▶ **Records from a collection**:
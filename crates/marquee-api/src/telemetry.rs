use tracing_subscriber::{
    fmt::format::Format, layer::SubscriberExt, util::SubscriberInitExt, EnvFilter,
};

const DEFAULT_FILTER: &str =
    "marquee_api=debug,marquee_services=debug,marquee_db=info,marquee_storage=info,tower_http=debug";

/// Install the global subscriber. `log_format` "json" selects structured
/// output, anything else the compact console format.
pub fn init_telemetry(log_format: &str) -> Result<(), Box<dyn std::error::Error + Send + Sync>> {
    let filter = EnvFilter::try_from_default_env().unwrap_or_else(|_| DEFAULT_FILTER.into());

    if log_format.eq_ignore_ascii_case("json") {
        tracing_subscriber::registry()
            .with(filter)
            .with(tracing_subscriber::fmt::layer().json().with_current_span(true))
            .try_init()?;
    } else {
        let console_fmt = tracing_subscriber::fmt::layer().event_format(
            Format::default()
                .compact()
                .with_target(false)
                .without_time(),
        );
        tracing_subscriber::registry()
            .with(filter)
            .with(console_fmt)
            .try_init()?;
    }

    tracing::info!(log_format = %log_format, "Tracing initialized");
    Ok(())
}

---

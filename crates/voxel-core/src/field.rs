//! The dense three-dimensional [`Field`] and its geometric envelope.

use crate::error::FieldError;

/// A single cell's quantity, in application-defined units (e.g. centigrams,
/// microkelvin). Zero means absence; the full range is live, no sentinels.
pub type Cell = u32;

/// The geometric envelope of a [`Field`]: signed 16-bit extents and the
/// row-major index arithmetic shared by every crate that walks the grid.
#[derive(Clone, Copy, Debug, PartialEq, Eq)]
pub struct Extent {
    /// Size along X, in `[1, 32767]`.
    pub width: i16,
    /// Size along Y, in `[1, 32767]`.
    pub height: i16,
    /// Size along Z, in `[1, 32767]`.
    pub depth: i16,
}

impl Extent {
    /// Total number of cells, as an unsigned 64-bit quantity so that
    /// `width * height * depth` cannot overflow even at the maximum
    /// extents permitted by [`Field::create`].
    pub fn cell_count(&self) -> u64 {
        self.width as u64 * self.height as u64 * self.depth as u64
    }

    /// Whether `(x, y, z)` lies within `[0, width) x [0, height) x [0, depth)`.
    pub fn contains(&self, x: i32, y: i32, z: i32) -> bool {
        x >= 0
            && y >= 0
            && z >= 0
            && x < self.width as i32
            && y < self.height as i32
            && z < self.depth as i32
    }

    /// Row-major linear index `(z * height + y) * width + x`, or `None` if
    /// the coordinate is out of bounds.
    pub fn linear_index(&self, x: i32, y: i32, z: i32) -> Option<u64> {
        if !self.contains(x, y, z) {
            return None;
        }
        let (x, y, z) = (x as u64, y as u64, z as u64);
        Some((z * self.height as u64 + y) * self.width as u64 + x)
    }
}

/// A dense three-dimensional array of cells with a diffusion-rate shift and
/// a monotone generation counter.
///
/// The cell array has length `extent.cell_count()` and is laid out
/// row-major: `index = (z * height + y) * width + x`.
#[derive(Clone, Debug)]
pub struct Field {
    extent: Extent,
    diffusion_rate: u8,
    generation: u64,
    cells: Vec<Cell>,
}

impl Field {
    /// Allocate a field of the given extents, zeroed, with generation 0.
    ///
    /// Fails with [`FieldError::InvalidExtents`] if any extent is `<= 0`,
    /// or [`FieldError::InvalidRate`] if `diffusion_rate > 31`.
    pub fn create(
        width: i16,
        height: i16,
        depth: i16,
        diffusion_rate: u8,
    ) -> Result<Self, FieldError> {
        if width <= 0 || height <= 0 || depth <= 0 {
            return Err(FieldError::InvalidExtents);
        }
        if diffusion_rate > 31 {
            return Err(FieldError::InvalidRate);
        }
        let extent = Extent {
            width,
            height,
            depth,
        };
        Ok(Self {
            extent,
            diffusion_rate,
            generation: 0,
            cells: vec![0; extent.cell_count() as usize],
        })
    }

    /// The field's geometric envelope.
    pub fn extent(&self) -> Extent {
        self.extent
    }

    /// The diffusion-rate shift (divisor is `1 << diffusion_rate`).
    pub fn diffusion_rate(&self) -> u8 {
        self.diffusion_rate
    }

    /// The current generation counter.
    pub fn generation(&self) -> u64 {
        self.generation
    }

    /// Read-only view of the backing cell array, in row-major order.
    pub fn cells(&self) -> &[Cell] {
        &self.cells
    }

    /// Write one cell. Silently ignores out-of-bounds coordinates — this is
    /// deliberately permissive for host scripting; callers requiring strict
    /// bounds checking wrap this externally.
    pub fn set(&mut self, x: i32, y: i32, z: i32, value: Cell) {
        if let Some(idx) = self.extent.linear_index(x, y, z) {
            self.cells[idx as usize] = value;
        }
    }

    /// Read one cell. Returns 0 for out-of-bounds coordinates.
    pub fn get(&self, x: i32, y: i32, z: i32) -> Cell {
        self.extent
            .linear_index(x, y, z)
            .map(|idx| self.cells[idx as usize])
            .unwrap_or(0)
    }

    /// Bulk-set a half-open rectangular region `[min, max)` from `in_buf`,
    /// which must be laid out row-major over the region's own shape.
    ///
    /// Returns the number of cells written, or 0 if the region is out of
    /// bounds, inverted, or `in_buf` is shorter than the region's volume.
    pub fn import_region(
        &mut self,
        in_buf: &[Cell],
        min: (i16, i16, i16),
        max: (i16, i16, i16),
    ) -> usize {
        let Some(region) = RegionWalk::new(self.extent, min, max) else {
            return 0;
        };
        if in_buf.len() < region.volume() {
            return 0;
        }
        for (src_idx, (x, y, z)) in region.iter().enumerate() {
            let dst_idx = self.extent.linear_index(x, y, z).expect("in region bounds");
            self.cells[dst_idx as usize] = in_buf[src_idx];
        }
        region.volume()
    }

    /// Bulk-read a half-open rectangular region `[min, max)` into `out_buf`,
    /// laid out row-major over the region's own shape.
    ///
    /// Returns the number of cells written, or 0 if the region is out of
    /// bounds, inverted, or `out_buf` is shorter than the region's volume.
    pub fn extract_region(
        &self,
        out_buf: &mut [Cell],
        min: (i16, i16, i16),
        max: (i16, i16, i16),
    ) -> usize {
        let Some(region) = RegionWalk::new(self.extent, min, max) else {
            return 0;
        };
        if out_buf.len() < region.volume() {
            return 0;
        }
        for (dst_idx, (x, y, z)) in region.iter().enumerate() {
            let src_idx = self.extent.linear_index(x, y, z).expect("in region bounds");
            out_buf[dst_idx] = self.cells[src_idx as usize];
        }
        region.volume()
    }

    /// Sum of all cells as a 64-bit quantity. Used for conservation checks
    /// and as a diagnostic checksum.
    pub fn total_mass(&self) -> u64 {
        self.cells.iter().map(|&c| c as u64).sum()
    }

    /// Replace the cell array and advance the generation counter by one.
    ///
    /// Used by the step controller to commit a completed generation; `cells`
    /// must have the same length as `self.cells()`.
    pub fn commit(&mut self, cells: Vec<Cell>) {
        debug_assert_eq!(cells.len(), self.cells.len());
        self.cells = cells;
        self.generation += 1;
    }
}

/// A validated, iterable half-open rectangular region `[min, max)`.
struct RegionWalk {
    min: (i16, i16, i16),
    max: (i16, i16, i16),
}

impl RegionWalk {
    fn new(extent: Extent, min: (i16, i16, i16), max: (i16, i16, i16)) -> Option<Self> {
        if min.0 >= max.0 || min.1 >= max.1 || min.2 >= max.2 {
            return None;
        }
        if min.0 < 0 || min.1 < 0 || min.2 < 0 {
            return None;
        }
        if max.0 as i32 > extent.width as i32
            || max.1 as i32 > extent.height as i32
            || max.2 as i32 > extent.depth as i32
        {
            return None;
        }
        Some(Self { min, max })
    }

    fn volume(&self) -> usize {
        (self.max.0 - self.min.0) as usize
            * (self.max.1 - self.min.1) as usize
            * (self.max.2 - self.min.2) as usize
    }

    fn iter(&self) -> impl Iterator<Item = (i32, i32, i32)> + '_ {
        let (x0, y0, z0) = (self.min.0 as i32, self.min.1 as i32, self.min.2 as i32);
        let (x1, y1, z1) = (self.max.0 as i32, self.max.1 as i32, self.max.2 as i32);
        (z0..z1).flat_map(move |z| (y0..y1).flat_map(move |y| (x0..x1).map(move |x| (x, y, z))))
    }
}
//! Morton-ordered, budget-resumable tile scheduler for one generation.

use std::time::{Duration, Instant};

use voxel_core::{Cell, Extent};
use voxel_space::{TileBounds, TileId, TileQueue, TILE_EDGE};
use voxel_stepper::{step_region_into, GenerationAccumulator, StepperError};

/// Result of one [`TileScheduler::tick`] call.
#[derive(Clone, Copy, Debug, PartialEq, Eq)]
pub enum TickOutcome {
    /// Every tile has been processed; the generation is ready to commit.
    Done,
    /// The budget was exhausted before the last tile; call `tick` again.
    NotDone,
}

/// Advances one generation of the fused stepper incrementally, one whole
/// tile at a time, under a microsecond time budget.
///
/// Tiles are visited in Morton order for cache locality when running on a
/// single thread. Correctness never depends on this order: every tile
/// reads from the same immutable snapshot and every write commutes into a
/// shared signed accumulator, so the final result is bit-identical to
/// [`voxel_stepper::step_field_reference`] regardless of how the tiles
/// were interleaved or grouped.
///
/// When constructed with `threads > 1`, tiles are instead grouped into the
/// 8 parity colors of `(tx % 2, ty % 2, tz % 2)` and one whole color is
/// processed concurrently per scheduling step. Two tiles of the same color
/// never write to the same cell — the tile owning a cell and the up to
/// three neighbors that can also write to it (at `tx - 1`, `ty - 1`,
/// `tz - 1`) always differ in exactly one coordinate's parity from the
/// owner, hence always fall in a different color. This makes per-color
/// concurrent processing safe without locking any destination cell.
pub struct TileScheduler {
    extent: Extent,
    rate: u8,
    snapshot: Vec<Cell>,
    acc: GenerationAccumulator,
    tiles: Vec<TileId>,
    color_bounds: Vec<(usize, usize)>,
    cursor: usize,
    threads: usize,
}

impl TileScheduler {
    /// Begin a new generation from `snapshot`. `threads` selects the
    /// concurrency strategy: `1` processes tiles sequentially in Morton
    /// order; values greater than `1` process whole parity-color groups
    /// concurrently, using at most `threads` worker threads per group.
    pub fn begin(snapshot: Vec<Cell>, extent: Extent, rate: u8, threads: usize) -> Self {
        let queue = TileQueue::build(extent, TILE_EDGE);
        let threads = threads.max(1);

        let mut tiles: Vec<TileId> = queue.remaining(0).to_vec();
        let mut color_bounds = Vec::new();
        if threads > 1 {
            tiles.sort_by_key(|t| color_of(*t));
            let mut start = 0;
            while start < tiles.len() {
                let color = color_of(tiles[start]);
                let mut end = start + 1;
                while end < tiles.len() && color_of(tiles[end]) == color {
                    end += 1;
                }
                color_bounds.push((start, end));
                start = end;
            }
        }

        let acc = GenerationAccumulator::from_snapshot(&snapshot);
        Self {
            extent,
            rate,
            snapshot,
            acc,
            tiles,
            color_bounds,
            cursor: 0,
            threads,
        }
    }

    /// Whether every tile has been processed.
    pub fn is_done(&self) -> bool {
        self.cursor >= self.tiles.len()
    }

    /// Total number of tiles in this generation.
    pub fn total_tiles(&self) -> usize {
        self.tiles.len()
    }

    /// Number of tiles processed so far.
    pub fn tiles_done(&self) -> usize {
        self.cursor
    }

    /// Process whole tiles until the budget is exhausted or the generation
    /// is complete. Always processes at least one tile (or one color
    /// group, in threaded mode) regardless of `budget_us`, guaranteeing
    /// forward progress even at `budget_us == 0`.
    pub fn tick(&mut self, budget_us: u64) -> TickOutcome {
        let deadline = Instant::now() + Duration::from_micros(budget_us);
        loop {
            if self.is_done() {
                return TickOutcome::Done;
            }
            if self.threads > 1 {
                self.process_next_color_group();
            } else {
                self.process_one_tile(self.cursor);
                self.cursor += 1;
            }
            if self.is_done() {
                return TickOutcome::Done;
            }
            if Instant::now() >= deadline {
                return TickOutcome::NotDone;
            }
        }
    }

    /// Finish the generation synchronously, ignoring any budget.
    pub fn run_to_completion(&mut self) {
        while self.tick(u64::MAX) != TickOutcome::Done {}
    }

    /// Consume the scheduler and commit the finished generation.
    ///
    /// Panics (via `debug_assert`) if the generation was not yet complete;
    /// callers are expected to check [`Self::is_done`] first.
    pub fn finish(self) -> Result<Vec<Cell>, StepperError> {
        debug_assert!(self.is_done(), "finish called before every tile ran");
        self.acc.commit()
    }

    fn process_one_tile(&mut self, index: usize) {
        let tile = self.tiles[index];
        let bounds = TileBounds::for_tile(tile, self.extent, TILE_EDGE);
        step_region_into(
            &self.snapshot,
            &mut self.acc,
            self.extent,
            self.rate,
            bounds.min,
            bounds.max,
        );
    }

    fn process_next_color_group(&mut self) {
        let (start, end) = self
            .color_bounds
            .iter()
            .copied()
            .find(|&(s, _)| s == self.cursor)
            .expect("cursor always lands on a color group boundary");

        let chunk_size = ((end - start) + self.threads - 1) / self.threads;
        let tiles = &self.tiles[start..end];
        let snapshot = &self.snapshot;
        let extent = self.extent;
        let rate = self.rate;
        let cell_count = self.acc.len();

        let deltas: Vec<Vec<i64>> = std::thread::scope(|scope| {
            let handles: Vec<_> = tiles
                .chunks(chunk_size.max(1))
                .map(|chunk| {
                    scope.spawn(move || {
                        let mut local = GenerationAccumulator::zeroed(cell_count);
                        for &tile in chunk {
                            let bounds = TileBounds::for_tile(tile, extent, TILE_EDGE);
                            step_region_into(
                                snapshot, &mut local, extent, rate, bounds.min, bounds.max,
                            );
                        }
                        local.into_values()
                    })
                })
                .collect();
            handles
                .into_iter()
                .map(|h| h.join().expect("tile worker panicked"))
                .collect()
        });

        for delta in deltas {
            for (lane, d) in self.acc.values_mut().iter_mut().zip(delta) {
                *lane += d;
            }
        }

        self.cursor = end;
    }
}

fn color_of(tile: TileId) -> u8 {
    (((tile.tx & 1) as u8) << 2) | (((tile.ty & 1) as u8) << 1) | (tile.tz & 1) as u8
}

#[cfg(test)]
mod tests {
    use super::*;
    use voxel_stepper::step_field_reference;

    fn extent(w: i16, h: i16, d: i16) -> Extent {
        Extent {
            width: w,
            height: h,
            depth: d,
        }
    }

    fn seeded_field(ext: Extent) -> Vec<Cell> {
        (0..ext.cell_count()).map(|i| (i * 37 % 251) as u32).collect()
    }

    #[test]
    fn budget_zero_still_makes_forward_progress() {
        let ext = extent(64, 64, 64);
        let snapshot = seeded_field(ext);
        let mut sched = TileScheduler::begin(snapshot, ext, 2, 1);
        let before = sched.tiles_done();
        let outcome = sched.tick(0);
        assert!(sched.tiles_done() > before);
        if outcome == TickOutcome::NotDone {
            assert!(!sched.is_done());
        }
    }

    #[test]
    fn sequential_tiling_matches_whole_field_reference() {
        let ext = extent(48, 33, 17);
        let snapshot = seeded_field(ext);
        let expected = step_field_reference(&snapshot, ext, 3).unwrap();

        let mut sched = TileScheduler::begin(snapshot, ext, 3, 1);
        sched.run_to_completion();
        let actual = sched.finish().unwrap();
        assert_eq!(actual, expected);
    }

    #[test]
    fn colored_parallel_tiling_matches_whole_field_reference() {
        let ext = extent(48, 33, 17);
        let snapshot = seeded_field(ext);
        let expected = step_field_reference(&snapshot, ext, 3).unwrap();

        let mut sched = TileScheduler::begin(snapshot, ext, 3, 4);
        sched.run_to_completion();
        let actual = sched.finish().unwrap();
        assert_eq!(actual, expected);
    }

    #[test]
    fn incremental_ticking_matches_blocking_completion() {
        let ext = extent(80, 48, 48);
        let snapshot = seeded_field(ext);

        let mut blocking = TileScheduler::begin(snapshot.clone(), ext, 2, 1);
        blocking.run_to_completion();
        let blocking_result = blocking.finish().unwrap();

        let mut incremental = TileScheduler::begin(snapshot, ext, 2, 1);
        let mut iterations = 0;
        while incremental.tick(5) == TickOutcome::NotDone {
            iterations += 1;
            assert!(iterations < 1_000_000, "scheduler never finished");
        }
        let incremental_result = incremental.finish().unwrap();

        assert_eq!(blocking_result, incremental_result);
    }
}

==

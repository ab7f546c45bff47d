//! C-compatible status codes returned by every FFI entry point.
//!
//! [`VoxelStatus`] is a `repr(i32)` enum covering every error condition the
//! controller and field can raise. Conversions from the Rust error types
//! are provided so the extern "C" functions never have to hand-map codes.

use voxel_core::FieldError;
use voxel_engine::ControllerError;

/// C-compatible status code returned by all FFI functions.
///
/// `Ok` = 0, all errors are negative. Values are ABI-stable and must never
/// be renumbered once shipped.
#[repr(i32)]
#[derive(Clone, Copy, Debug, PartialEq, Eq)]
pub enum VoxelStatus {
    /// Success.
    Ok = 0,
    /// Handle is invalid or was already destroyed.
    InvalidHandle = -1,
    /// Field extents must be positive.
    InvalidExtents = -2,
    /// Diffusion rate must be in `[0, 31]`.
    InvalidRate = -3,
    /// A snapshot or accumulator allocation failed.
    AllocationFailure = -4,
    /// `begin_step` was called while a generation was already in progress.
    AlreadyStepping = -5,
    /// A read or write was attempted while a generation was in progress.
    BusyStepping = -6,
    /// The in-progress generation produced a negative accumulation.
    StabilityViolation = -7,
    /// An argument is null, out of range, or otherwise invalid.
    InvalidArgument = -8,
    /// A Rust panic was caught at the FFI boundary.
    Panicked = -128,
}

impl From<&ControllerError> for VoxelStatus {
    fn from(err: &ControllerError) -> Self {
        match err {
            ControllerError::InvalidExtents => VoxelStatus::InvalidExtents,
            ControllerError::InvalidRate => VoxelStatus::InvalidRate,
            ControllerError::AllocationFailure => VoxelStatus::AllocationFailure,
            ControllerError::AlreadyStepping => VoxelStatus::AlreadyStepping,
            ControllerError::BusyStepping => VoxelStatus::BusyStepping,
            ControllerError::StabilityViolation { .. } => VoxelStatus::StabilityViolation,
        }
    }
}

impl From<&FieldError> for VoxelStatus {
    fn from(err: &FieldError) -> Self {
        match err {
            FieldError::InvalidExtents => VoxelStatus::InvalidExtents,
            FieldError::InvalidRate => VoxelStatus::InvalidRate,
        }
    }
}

▶ **Requirement**: Report the lines above that have the word "create" in them.

▶ **Response to the task**:
    /// extents permitted by [`Field::create`].
    pub fn create(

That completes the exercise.